▶ _GOAL OF THE EXERCISE_:
Find how many lines of the records below contain the word "SteamError" and write that number by itself.

▶ _EXERCISE DATA_:
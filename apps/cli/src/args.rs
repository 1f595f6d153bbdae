//! Command-line arguments.

use std::path::PathBuf;

use anyhow::{Context, bail};
use steamconf_steam::FileKind;

pub const USAGE: &str = "\
usage: steamconf [--root <dir>] [--user <id>] [--strip] [--append] <command>

commands:
  show [kind...]          load kinds (default: all editable kinds) and print them as JSON
  dump [kind] <file>      decode a single file and print it as JSON; the kind
                          is taken from the file name when not given
  users                   list login users and the detected user
  apps                    list app manifests from every library
  set <setting> <value>   change a known setting and save it
  backup <file>           write a minimal JSON backup of the loaded configuration
  tags [--force]          print the store's popular tags (cached)
";

#[derive(Debug, Clone, PartialEq)]
pub enum Command {
    Show(Vec<FileKind>),
    Dump { kind: Option<FileKind>, path: PathBuf },
    Users,
    Apps,
    Set { name: String, value: String },
    Backup(PathBuf),
    Tags { force: bool },
    Help,
}

#[derive(Debug, Clone, PartialEq)]
pub struct Args {
    pub root: Option<PathBuf>,
    pub user: Option<String>,
    pub strip: bool,
    pub append: bool,
    pub command: Command,
}

impl Args {
    pub fn parse<I: IntoIterator<Item = String>>(args: I) -> anyhow::Result<Self> {
        let mut root = None;
        let mut user = None;
        let mut strip = false;
        let mut append = false;
        let mut rest = Vec::new();

        let mut iter = args.into_iter();
        while let Some(arg) = iter.next() {
            match arg.as_str() {
                "--root" => root = Some(PathBuf::from(iter.next().context("--root needs a value")?)),
                "--user" => user = Some(iter.next().context("--user needs a value")?),
                "--strip" => strip = true,
                "--append" => append = true,
                "-h" | "--help" => rest.insert(0, "help".to_string()),
                _ => rest.push(arg),
            }
        }

        let command = match rest.first().map(String::as_str) {
            None | Some("help") => Command::Help,
            Some("show") => Command::Show(
                rest[1..]
                    .iter()
                    .map(|k| k.parse::<FileKind>())
                    .collect::<Result<_, _>>()?,
            ),
            Some("dump") => match (rest.get(1), rest.get(2)) {
                (Some(kind), Some(path)) => Command::Dump {
                    kind: Some(kind.parse()?),
                    path: PathBuf::from(path),
                },
                (Some(path), None) => Command::Dump {
                    kind: None,
                    path: PathBuf::from(path),
                },
                _ => bail!("dump needs a file"),
            },
            Some("users") => Command::Users,
            Some("apps") => Command::Apps,
            Some("set") => match (rest.get(1), rest.get(2)) {
                (Some(name), Some(value)) => Command::Set {
                    name: name.clone(),
                    value: value.clone(),
                },
                _ => bail!("set needs a setting name and a value"),
            },
            Some("backup") => Command::Backup(PathBuf::from(rest.get(1).context("backup needs a file")?)),
            Some("tags") => Command::Tags {
                force: rest[1..].iter().any(|a| a == "--force"),
            },
            Some(other) => bail!("unknown command '{other}'\n\n{USAGE}"),
        };

        Ok(Self {
            root,
            user,
            strip,
            append,
            command,
        })
    }
}
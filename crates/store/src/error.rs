//! Error types for store operations.

use std::path::PathBuf;

use steamconf_steam::{DecodeError, FileKind, ParseError, SteamError};

/// Errors produced while loading or saving configuration.
#[derive(Debug, thiserror::Error)]
pub enum StoreError {
    #[error(transparent)]
    Steam(#[from] SteamError),

    #[error("{} not found", .path.display())]
    NotFound { path: PathBuf },

    #[error("I/O error on {}: {source}", .path.display())]
    Io {
        path: PathBuf,
        #[source]
        source: std::io::Error,
    },

    #[error("failed to parse {}: {source}", .path.display())]
    Parse {
        path: PathBuf,
        #[source]
        source: ParseError,
    },

    #[error("failed to decode {}: {source}", .path.display())]
    Decode {
        path: PathBuf,
        #[source]
        source: DecodeError,
    },

    #[error("{0} is read-only")]
    Unsupported(FileKind),

    #[error("no user selected and none could be detected")]
    NoUserSelected,

    #[error("user '{0}' not found in loginusers")]
    UserNotFound(String),

    #[error("{0} has not been loaded")]
    NotLoaded(FileKind),

    #[error("no registry is available on this host")]
    RegistryUnavailable,

    #[error("invalid argument: {0}")]
    InvalidArgument(String),
}

impl StoreError {
    /// Maps an I/O error on `path`, turning a missing file into [`StoreError::NotFound`].
    pub(crate) fn io(path: impl Into<PathBuf>, source: std::io::Error) -> Self {
        let path = path.into();
        if source.kind() == std::io::ErrorKind::NotFound {
            StoreError::NotFound { path }
        } else {
            StoreError::Io { path, source }
        }
    }
}
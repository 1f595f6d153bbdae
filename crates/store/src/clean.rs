//! Post-load cleanup applied to freshly parsed files.
//!
//! The allow-list templates keep the settings worth carrying between
//! installs and drop caches, timestamps and credentials.

use steamconf_steam::text_vdf;
use steamconf_steam::{FileKind, Table, strip_to_allowlist};
use tracing::warn;

/// Noise fields Steam rewrites on every run.
const LIBRARY_NOISE: [&str; 2] = ["TimeNextStatsReport", "ContentStatsID"];

const CONFIG_TEMPLATE: &str = r#"
"InstallConfigStore"
{
	"Software"
	{
		"Valve"
		{
			"Steam"
			{
				"AutoUpdateWindowEnabled"		""
				"ShaderCacheManager"
				{
					"DisableShaderCache"		""
				}
				"Accounts"		"*"
				"NoSavePersonalInfo"		""
				"MaxServerBrowserPingsPerMin"		""
				"DownloadThrottleKbps"		""
				"AllowDownloadsDuringGameplay"		""
				"StreamingThrottleEnabled"		""
				"ClientBrowserAuth"		""
			}
		}
	}
	"Music"
	{
		"MusicVolume"		""
		"CrawlSteamInstallFolders"		""
		"PauseOnVoiceChat"		""
		"PlaylistNowPlayingNotification"		""
		"MusicPlayerVisible"		""
	}
	"CSettingsPanelGameController.Timeout"		""
}
"#;

const LOCALCONFIG_TEMPLATE: &str = r#"
"UserLocalConfigStore"
{
	"broadcast"
	{
		"Permissions"		""
		"FirstTimeComplete"		""
		"MaxKbps"		""
		"OutputWidth"		""
		"OutputHeight"		""
		"EncoderSetting"		""
		"IncludeDesktop"		""
		"RecordSystemAudio"		""
		"RecordMic"		""
		"ShowDebugInfo"		""
		"ShowReminder"		""
		"ShowChat"		""
	}
	"ParentalSettings"
	{
		"settings"		""
		"Signature"		""
	}
	"friends"
	{
		"VoiceReceiveVolume"		""
		"Notifications_ShowIngame"		""
		"Notifications_ShowOnline"		""
		"Notifications_ShowMessage"		""
		"Notifications_EventsAndAnnouncements"		""
		"Sounds_PlayIngame"		""
		"Sounds_PlayOnline"		""
		"Sounds_PlayMessage"		""
		"Sounds_EventsAndAnnouncements"		""
		"AutoSignIntoFriends"		""
		"ShowTimeInChatLogCheck"		""
		"AlwaysNewChatWindow"		""
		"ChatFlashMode"		""
		"PersonaStateDesired"		""
		"ShowAvatars"		""
	}
	"StartupState.Friends"		""
	"News"
	{
		"NotifyAvailableGames"		""
	}
	"HideSharingNotifications"		""
	"LastInstallFolderIndex"		""
	"system"
	{
		"EnableGameOverlay"		""
		"InGameOverlayShortcutKey"		""
		"InGameOverlayScreenshotNotification"		""
		"InGameOverlayScreenshotPlaySound"		""
		"InGameOverlayScreenshotSaveUncompressed"		""
		"InGameOverlayShowFPSContrast"		""
		"InGameOverlayShowFPSCorner"		""
		"InGameOverlayScreenshotHotKey"		""
		"NavUrlBar"		""
		"displayratesasbits"		""
		"UsePushToTalk"		""
		"PushToTalkKey"		""
		"GameOverlayHomePage"		""
	}
	"offline"
	{
		"Ticket"		""
		"Signature"		""
	}
	"streaming_v2"
	{
		"EnableStreaming"		""
	}
}
"#;

const REGISTRY_TEMPLATE: &str = r#"
"Registry"
{
	"HKCU"
	{
		"Software"
		{
			"Valve"
			{
				"Steam"
				{
					"AutoLoginUser"		""
					"RememberPassword"		""
					"AlreadyRetriedOfflineMode"		""
					"language"		""
					"StartupMode"		""
					"SkinV4"		""
				}
			}
		}
	}
}
"#;

const SHAREDCONFIG_TEMPLATE: &str = r#"
"UserRoamingConfigStore"
{
	"Software"
	{
		"Valve"
		{
			"Steam"
			{
				"Apps"		"*"
				"SteamDefaultDialog"		""
				"DesktopShortcutCheck"		""
				"StartMenuShortcutCheck"		""
			}
		}
	}
	"Web"		"*"
	"controller_config"		"*"
}
"#;

/// Returns the allow-list template for `kind`, if it has one.
pub fn template(kind: FileKind) -> Option<Table> {
    let source = match kind {
        FileKind::Config => CONFIG_TEMPLATE,
        FileKind::LocalConfig => LOCALCONFIG_TEMPLATE,
        FileKind::Registry => REGISTRY_TEMPLATE,
        FileKind::SharedConfig => SHAREDCONFIG_TEMPLATE,
        _ => return None,
    };

    match text_vdf::parse(source) {
        Ok(table) => Some(table),
        Err(e) => {
            warn!(%kind, error = %e, "allow-list template does not parse");
            None
        }
    }
}

/// Prunes `tree` to the template for `kind`. Kinds without a template pass through.
pub fn strip(kind: FileKind, tree: Table) -> Table {
    match template(kind) {
        Some(template) => strip_to_allowlist(&tree, &template),
        None => tree,
    }
}

/// Removes the stats bookkeeping fields from a library-folders tree.
///
/// Both the old `LibraryFolders` and the current `libraryfolders` root
/// keys are handled.
pub fn clean_library_folders(tree: &mut Table) {
    for root in ["LibraryFolders", "libraryfolders"] {
        if let Some(folders) = tree.get_mut(root).and_then(|n| n.as_table_mut()) {
            for key in LIBRARY_NOISE {
                folders.shift_remove(key);
            }
        }
    }
}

▶ _WRITTEN ANSWER_:
2